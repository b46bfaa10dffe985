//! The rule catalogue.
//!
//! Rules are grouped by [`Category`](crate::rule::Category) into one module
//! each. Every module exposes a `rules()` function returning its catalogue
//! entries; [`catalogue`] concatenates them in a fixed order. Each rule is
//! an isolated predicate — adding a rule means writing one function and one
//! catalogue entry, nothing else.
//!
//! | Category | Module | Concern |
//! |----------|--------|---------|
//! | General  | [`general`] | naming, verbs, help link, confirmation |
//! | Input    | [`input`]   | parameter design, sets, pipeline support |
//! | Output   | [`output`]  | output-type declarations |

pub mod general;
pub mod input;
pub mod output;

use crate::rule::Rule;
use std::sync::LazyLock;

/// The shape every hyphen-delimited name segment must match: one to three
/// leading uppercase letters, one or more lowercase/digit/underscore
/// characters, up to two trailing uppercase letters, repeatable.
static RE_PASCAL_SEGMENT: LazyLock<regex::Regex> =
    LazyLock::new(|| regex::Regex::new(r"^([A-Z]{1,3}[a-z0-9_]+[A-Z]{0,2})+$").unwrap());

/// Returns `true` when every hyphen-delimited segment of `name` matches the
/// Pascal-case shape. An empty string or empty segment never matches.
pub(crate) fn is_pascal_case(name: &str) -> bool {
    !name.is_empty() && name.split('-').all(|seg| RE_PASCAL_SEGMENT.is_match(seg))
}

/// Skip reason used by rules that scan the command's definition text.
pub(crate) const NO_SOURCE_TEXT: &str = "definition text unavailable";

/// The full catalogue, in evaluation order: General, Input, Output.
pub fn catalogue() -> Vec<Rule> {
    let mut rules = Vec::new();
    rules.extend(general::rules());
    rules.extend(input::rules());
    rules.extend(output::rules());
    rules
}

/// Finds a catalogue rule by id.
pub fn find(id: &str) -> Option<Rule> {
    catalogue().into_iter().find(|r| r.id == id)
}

□ □ □ □ □ □ □

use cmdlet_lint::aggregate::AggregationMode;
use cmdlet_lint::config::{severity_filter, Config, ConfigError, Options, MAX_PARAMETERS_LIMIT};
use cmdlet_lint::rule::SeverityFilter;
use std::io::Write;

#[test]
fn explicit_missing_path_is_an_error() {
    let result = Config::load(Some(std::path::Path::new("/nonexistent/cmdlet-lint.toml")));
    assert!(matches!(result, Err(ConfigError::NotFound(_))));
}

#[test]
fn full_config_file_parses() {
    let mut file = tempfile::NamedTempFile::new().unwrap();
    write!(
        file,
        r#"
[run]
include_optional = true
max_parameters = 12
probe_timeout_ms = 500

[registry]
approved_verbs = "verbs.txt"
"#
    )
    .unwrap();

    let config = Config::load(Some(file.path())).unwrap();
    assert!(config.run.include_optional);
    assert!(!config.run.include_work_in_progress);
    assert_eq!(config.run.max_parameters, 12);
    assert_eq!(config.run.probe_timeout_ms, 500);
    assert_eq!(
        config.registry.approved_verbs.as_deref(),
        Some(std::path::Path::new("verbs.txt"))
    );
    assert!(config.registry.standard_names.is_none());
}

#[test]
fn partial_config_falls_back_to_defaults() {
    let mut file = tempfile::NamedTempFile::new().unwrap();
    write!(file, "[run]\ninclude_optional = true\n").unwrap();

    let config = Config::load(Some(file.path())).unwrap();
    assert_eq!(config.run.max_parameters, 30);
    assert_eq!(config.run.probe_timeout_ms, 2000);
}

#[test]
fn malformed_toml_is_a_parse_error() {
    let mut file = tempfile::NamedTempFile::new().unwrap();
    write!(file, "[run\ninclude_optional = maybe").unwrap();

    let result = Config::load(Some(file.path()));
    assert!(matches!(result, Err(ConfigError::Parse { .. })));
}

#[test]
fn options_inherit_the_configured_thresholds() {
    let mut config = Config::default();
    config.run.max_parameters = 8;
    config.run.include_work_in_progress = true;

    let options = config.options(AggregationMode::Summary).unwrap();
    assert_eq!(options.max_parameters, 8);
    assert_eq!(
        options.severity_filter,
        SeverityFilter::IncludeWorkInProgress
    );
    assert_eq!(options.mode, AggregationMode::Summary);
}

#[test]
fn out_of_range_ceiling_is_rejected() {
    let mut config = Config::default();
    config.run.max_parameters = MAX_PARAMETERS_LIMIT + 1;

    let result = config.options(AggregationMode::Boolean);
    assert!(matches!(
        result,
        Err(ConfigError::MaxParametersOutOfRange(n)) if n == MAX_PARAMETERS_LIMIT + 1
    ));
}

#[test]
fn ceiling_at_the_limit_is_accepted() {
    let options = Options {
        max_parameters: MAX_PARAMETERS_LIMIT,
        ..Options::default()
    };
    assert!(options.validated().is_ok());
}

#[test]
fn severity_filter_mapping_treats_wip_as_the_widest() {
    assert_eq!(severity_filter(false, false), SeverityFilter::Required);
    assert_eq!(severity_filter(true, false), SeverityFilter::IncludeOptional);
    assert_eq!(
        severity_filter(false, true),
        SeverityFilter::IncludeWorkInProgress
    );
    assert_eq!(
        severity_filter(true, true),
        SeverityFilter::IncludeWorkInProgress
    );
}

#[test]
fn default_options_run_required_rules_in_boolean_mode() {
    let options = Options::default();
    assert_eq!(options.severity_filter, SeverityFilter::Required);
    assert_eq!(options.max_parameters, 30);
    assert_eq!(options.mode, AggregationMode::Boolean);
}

□ □ □ □ □ □ □

- Exercise brief -
Only the lines above from the line with "repository b46bfaa10dffe985" to the line with "pub fn catalogue()", those two lines included, should be reproduced exactly.

- Your solution -
repository b46bfaa10dffe985
//! The rule catalogue.
//!
//! Rules are grouped by [`Category`](crate::rule::Category) into one module
//! each. Every module exposes a `rules()` function returning its catalogue
//! entries; [`catalogue`] concatenates them in a fixed order. Each rule is
//! an isolated predicate — adding a rule means writing one function and one
//! catalogue entry, nothing else.
//!
//! | Category | Module | Concern |
//! |----------|--------|---------|
//! | General  | [`general`] | naming, verbs, help link, confirmation |
//! | Input    | [`input`]   | parameter design, sets, pipeline support |
//! | Output   | [`output`]  | output-type declarations |

pub mod general;
pub mod input;
pub mod output;

use crate::rule::Rule;
use std::sync::LazyLock;

/// The shape every hyphen-delimited name segment must match: one to three
/// leading uppercase letters, one or more lowercase/digit/underscore
/// characters, up to two trailing uppercase letters, repeatable.
static RE_PASCAL_SEGMENT: LazyLock<regex::Regex> =
    LazyLock::new(|| regex::Regex::new(r"^([A-Z]{1,3}[a-z0-9_]+[A-Z]{0,2})+$").unwrap());

/// Returns `true` when every hyphen-delimited segment of `name` matches the
/// Pascal-case shape. An empty string or empty segment never matches.
pub(crate) fn is_pascal_case(name: &str) -> bool {
    !name.is_empty() && name.split('-').all(|seg| RE_PASCAL_SEGMENT.is_match(seg))
}

/// Skip reason used by rules that scan the command's definition text.
pub(crate) const NO_SOURCE_TEXT: &str = "definition text unavailable";

/// The full catalogue, in evaluation order: General, Input, Output.
pub fn catalogue() -> Vec<Rule> {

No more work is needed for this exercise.